2. Uses "mediainfo" to determine the play-length of any audio or video files (sudo apt install mediainfo). If mediainfo is not installed the duration of media files will not be included in the indexes.
3. ASSUMES that there are no spaces in the filenames or directories. You should use menu item 4 to recursively replace any spaces with dots in the source and sub directories and all filenames.
4. Be sure to differentiate directory names from partial filenames. You can ensure this by adding a tag to the end of directory names. Menu item #4 will make mass changes to append an equals sign to all directory names from subdirectory level 1 or 2 to the lowest subdirectories. If needed, you will have to manually add an equals sign to the BaseDirectory (the highest level)
###############################################
Directory Structure Of Data Files To Be Indexed:
>>> BaseDirectory specified in the config file | | |--->> Level 1 Subdirectory | | | |---> Level 2 Subdirectory | | | |---> Level 3 Subdirectory | | | Etc. | | |--->> Another Level 1 Subdirectory | Etc.

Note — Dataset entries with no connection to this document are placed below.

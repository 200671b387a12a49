use std::time::Duration;

use ffmpeg_hls::metadata::{AudioStreamInfo, SubtitleStreamInfo};

use super::*;

fn session() -> Session {
    let id = Uuid::new_v4();
    Session::new(
        id,
        "movies/test.mkv",
        PathBuf::from("/media/movies/test.mkv"),
        PathBuf::from("/segments").join(id.to_string()),
    )
}

#[tokio::test]
async fn test_create_and_delete_counts() -> anyhow::Result<()> {
    let manager = SessionManager::new(8, Duration::from_secs(60), None);
    let mut ids = Vec::new();
    for _ in 0..5 {
        ids.push(manager.create(session()).await?.id);
    }
    assert_eq!(manager.active_count(), 5);

    for id in ids.iter().take(3) {
        assert!(manager.delete(id).await.is_some());
    }
    assert_eq!(manager.active_count(), 2);

    // Deleting again never drives the count below the live sessions.
    for id in ids.iter().take(3) {
        assert!(manager.delete(id).await.is_none());
    }
    assert_eq!(manager.active_count(), 2);

    for id in ids.iter().skip(3) {
        manager.delete(id).await;
    }
    assert_eq!(manager.active_count(), 0);
    assert!(manager.delete(&Uuid::new_v4()).await.is_none());
    assert_eq!(manager.active_count(), 0);
    Ok(())
}

#[tokio::test]
async fn test_create_beyond_cap_fails() -> anyhow::Result<()> {
    let manager = SessionManager::new(2, Duration::from_secs(60), None);
    manager.create(session()).await?;
    manager.create(session()).await?;

    let rejected = session();
    let rejected_id = rejected.id;
    let err = manager.create(rejected).await;
    assert!(matches!(err, Err(PlaybackError::CapacityReached { max: 2 })));
    assert_eq!(manager.active_count(), 2);
    assert!(manager.get(&rejected_id).await.is_none());
    Ok(())
}

#[tokio::test]
async fn test_touch_moves_expiry_forward() -> anyhow::Result<()> {
    let manager = SessionManager::new(4, Duration::from_secs(60), None);
    let created = manager.create(session()).await?;

    let mut previous = created.expires_at;
    for _ in 0..10 {
        let touched = manager.touch(created.id).await.unwrap();
        assert!(touched.expires_at > previous);
        previous = touched.expires_at;
    }
    assert_eq!(manager.get(&created.id).await.unwrap().expires_at, previous);
    assert_eq!(manager.active_count(), 1);
    Ok(())
}

#[tokio::test]
async fn test_touch_does_not_resurrect() -> anyhow::Result<()> {
    let manager = SessionManager::new(4, Duration::from_secs(60), None);
    let created = manager.create(session()).await?;
    manager.delete(&created.id).await;
    assert!(manager.touch(created.id).await.is_none());
    assert!(manager.get(&created.id).await.is_none());
    assert_eq!(manager.active_count(), 0);
    Ok(())
}

#[tokio::test]
async fn test_heartbeat_updates_position() -> anyhow::Result<()> {
    let manager = SessionManager::new(4, Duration::from_secs(60), None);
    let created = manager.create(session()).await?;

    let updated = manager.heartbeat(created.id, Some(42.5)).await.unwrap();
    assert_eq!(updated.start_position, 42.5);
    let updated = manager.heartbeat(created.id, None).await.unwrap();
    assert_eq!(updated.start_position, 42.5);
    assert!(manager.heartbeat(Uuid::new_v4(), Some(1.0)).await.is_none());
    Ok(())
}

#[tokio::test]
async fn test_expired_sessions_are_forwarded_and_release_slots() -> anyhow::Result<()> {
    let (tx, mut rx) = mpsc::unbounded_channel();
    let manager = SessionManager::new(1, Duration::from_millis(50), Some(tx));
    let created = manager.create(session()).await?;

    tokio::time::sleep(Duration::from_millis(150)).await;
    assert!(manager.get(&created.id).await.is_none());

    // The slot frees up once maintenance has observed the expiry.
    manager.create(session()).await?;
    let expired = tokio::time::timeout(Duration::from_secs(1), rx.recv()).await?;
    assert_eq!(expired.map(|s| s.id), Some(created.id));
    assert_eq!(manager.active_count(), 1);
    Ok(())
}

#[tokio::test]
async fn test_delete_of_lapsed_session_releases_one_slot() -> anyhow::Result<()> {
    let (tx, mut rx) = mpsc::unbounded_channel();
    let manager = SessionManager::new(2, Duration::from_millis(400), Some(tx));
    let lapsed = manager.create(session()).await?;
    tokio::time::sleep(Duration::from_millis(250)).await;
    manager.create(session()).await?;
    // `lapsed` is past its TTL but maintenance has not evicted it yet.
    tokio::time::sleep(Duration::from_millis(200)).await;

    assert_eq!(manager.delete(&lapsed.id).await.map(|s| s.id), Some(lapsed.id));
    assert_eq!(manager.active_count(), 1);

    manager.create(session()).await?;
    let err = manager.create(session()).await;
    assert!(matches!(err, Err(PlaybackError::CapacityReached { max: 2 })));
    assert_eq!(manager.active_count(), 2);

    // The caller tears `lapsed` down; the reaper never sees it.
    manager.run_pending_tasks().await;
    assert!(rx.try_recv().is_err());
    Ok(())
}

#[test]
fn test_audio_tracks_default_to_first() {
    let mut info = MediaInfo {
        audio_streams: vec![
            AudioStreamInfo {
                index: 0,
                codec: "dts".to_string(),
                ..Default::default()
            },
            AudioStreamInfo {
                index: 1,
                codec: "aac".to_string(),
                ..Default::default()
            },
        ],
        ..Default::default()
    };
    let tracks = audio_tracks_from_media_info(&info);
    assert!(tracks[0].is_default);
    assert!(!tracks[1].is_default);

    info.audio_streams[1].is_default = true;
    let tracks = audio_tracks_from_media_info(&info);
    assert!(!tracks[0].is_default);
    assert!(tracks[1].is_default);
}

#[test]
fn test_subtitle_tracks_skip_bitmaps() {
    let info = MediaInfo {
        subtitle_streams: vec![
            SubtitleStreamInfo {
                index: 0,
                stream_index: 2,
                codec: "hdmv_pgs_subtitle".to_string(),
                ..Default::default()
            },
            SubtitleStreamInfo {
                index: 1,
                stream_index: 3,
                codec: "subrip".to_string(),
                language: "en".to_string(),
                ..Default::default()
            },
            SubtitleStreamInfo {
                index: 2,
                stream_index: 4,
                codec: "ass".to_string(),
                ..Default::default()
            },
        ],
        ..Default::default()
    };
    let tracks = subtitle_tracks_from_media_info(&info);
    assert_eq!(tracks.len(), 2);
    assert_eq!((tracks[0].index, tracks[0].stream_index), (0, 3));
    assert!(tracks[0].is_default);
    assert_eq!((tracks[1].index, tracks[1].stream_index), (1, 4));
    assert!(!tracks[1].is_default);
}
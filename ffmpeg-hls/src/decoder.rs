use ffmpeg_next::{Frame, Rational, codec::packet::Packet};

use crate::stream::AvStream;

enum DecoderType {
    Video(ffmpeg_next::codec::decoder::Video),
    Audio(ffmpeg_next::codec::decoder::Audio),
}

/// Decoder for one selected input stream. Packets are fed in the stream's own
/// time base, so decoded frames carry timestamps in that time base too.
pub struct Decoder {
    inner: DecoderType,
    stream_time_base: Rational,
}

impl Decoder {
    pub fn new(stream: &AvStream) -> anyhow::Result<Self> {
        let mut decoder_ctx = ffmpeg_next::codec::Context::new();
        decoder_ctx.set_parameters(stream.parameters().clone())?;
        unsafe {
            (*decoder_ctx.as_mut_ptr()).time_base = stream.time_base().into();
            (*decoder_ctx.as_mut_ptr()).pkt_timebase = stream.time_base().into();
        }

        let inner = if stream.is_video() {
            let video_decoder = decoder_ctx.decoder().video()?;
            if video_decoder.format() == ffmpeg_next::format::Pixel::None
                || video_decoder.width() == 0
                || video_decoder.height() == 0
            {
                anyhow::bail!("missing codec parameters for stream {}", stream.index());
            }
            DecoderType::Video(video_decoder)
        } else if stream.is_audio() {
            DecoderType::Audio(decoder_ctx.decoder().audio()?)
        } else {
            anyhow::bail!("unsupported stream type for stream {}", stream.index());
        };

        Ok(Self {
            inner,
            stream_time_base: stream.time_base(),
        })
    }

    pub fn video(&self) -> Option<&ffmpeg_next::codec::decoder::Video> {
        match &self.inner {
            DecoderType::Video(decoder) => Some(decoder),
            DecoderType::Audio(_) => None,
        }
    }

    pub fn audio(&self) -> Option<&ffmpeg_next::codec::decoder::Audio> {
        match &self.inner {
            DecoderType::Audio(decoder) => Some(decoder),
            DecoderType::Video(_) => None,
        }
    }

    pub fn stream_time_base(&self) -> Rational {
        self.stream_time_base
    }

    /// Feeds one packet. Returns `false` when the packet was corrupt and skipped.
    pub fn send_packet(&mut self, packet: &Packet) -> anyhow::Result<bool> {
        let result = match &mut self.inner {
            DecoderType::Video(decoder) => decoder.send_packet(packet),
            DecoderType::Audio(decoder) => decoder.send_packet(packet),
        };
        match result {
            Ok(()) => Ok(true),
            Err(ffmpeg_next::Error::InvalidData) => Ok(false),
            Err(err) => Err(err.into()),
        }
    }

    pub fn send_eof(&mut self) -> anyhow::Result<()> {
        match &mut self.inner {
            DecoderType::Video(decoder) => decoder.send_eof()?,
            DecoderType::Audio(decoder) => decoder.send_eof()?,
        }
        Ok(())
    }

    /// Pulls the next decoded frame into `frame`; `false` when the decoder needs more input.
    pub fn receive_frame(&mut self, frame: &mut Frame) -> anyhow::Result<bool> {
        let result = match &mut self.inner {
            DecoderType::Video(decoder) => decoder.receive_frame(frame),
            DecoderType::Audio(decoder) => decoder.receive_frame(frame),
        };
        match result {
            Ok(()) => {
                let best_effort = frame.timestamp();
                frame.set_pts(best_effort);
                Ok(true)
            }
            Err(ffmpeg_next::Error::Eof) => Ok(false),
            Err(ffmpeg_next::Error::Other { errno }) if errno == ffmpeg_next::util::error::EAGAIN => {
                Ok(false)
            }
            Err(err) => Err(err.into()),
        }
    }
}
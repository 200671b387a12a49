//! What a client can decode and display.

use serde::{Deserialize, Serialize};

#[derive(Debug, Clone, Default, PartialEq, Eq, Serialize, Deserialize)]
pub struct ClientProfile {
    pub name: String,
    pub video_codecs: Vec<String>,
    pub audio_codecs: Vec<String>,
    pub supports_hdr10: bool,
    pub supports_hlg: bool,
    pub supports_dolby_vision: bool,
    /// 0 = unlimited.
    pub max_width: u32,
    pub max_height: u32,
    pub max_bitrate_kbps: u32,
    pub max_audio_channels: u32,
}

fn strings(values: &[&str]) -> Vec<String> {
    values.iter().map(|v| v.to_string()).collect()
}

impl ClientProfile {
    /// Fallback for unrecognised clients: H.264, common audio, SDR, stereo.
    pub fn conservative() -> Self {
        Self {
            name: "conservative".to_string(),
            video_codecs: strings(&["h264"]),
            audio_codecs: strings(&["aac", "mp3"]),
            max_audio_channels: 2,
            ..Default::default()
        }
    }

    fn safari() -> Self {
        Self {
            name: "safari".to_string(),
            video_codecs: strings(&["h264", "hevc", "av1"]),
            audio_codecs: strings(&["aac", "mp3", "ac3", "eac3", "flac", "alac"]),
            supports_hdr10: true,
            supports_hlg: true,
            supports_dolby_vision: true,
            ..Default::default()
        }
    }

    fn firefox() -> Self {
        Self {
            name: "firefox".to_string(),
            video_codecs: strings(&["h264", "av1", "vp9"]),
            audio_codecs: strings(&["aac", "mp3", "opus", "flac"]),
            max_audio_channels: 2,
            ..Default::default()
        }
    }

    fn chromium() -> Self {
        Self {
            name: "chromium".to_string(),
            video_codecs: strings(&["h264", "hevc", "av1", "vp9"]),
            audio_codecs: strings(&["aac", "mp3", "opus", "flac"]),
            supports_hdr10: true,
            supports_hlg: true,
            ..Default::default()
        }
    }

    /// Case-insensitive; an empty list counts as unsupported.
    pub fn can_decode_video(&self, codec: &str) -> bool {
        self.video_codecs.iter().any(|c| c.eq_ignore_ascii_case(codec))
    }

    pub fn can_decode_audio(&self, codec: &str) -> bool {
        self.audio_codecs.iter().any(|c| c.eq_ignore_ascii_case(codec))
    }

    /// SDR and unknown labels are assumed displayable.
    pub fn can_display_dynamic_range(&self, range: &str) -> bool {
        match range.to_ascii_lowercase().as_str() {
            "sdr" => true,
            "hdr10" | "hdr" => self.supports_hdr10,
            "hlg" => self.supports_hlg,
            "dolby vision" | "dolby-vision" | "dolbyvision" | "dv" | "dovi" => {
                self.supports_dolby_vision
            }
            _ => true,
        }
    }
}

/// Classifies a browser by its user agent. `None` when nothing matches.
pub fn detect_client_profile(user_agent: &str) -> Option<ClientProfile> {
    let is_chromium = user_agent.contains("Chrome") || user_agent.contains("Chromium");
    if user_agent.contains("Safari") && !is_chromium {
        return Some(ClientProfile::safari());
    }
    if user_agent.contains("Firefox") {
        return Some(ClientProfile::firefox());
    }
    if is_chromium || user_agent.contains("Edg") {
        return Some(ClientProfile::chromium());
    }
    None
}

#########################################
Using .htaccess and multiple index files on a website
-- Why do we want and index file and/or an .htaccess file on a webserver?
Without an index file, or a properly configured .htaccess file, browsers might be able to freely browse any directory on your server. That is not an optimum way to run a server.
.htaccess is a file that the Apache webserver can use to control the access and display of all directories that do not have a file named index.xxx (where xxx can be htm, html, php or other apache2-acceptable extension).
An index file uses HTML coding to display a more presentable and flexible web page than the .htaccess file.
You can also have both files. The hidden .htaccess file (a hidden file is indicated by the leading dot) can act as a backup to any missing index file just in case some evildoer finds a way to get around your carefully crafted net of web pages with index files.
#######################################
Below is an example of an .htaccess file which, if other configuration options are completed, will frustrate most evildoers and require a userid and password to open the directory (even if you have an index file):
AuthName "Restricted Area"
AuthType Basic
# REQUIRE AN ID AND PASSWORD TO OPEN THIS AND ALL SUBDIRECTORIES (see the Apache2 documentation for details)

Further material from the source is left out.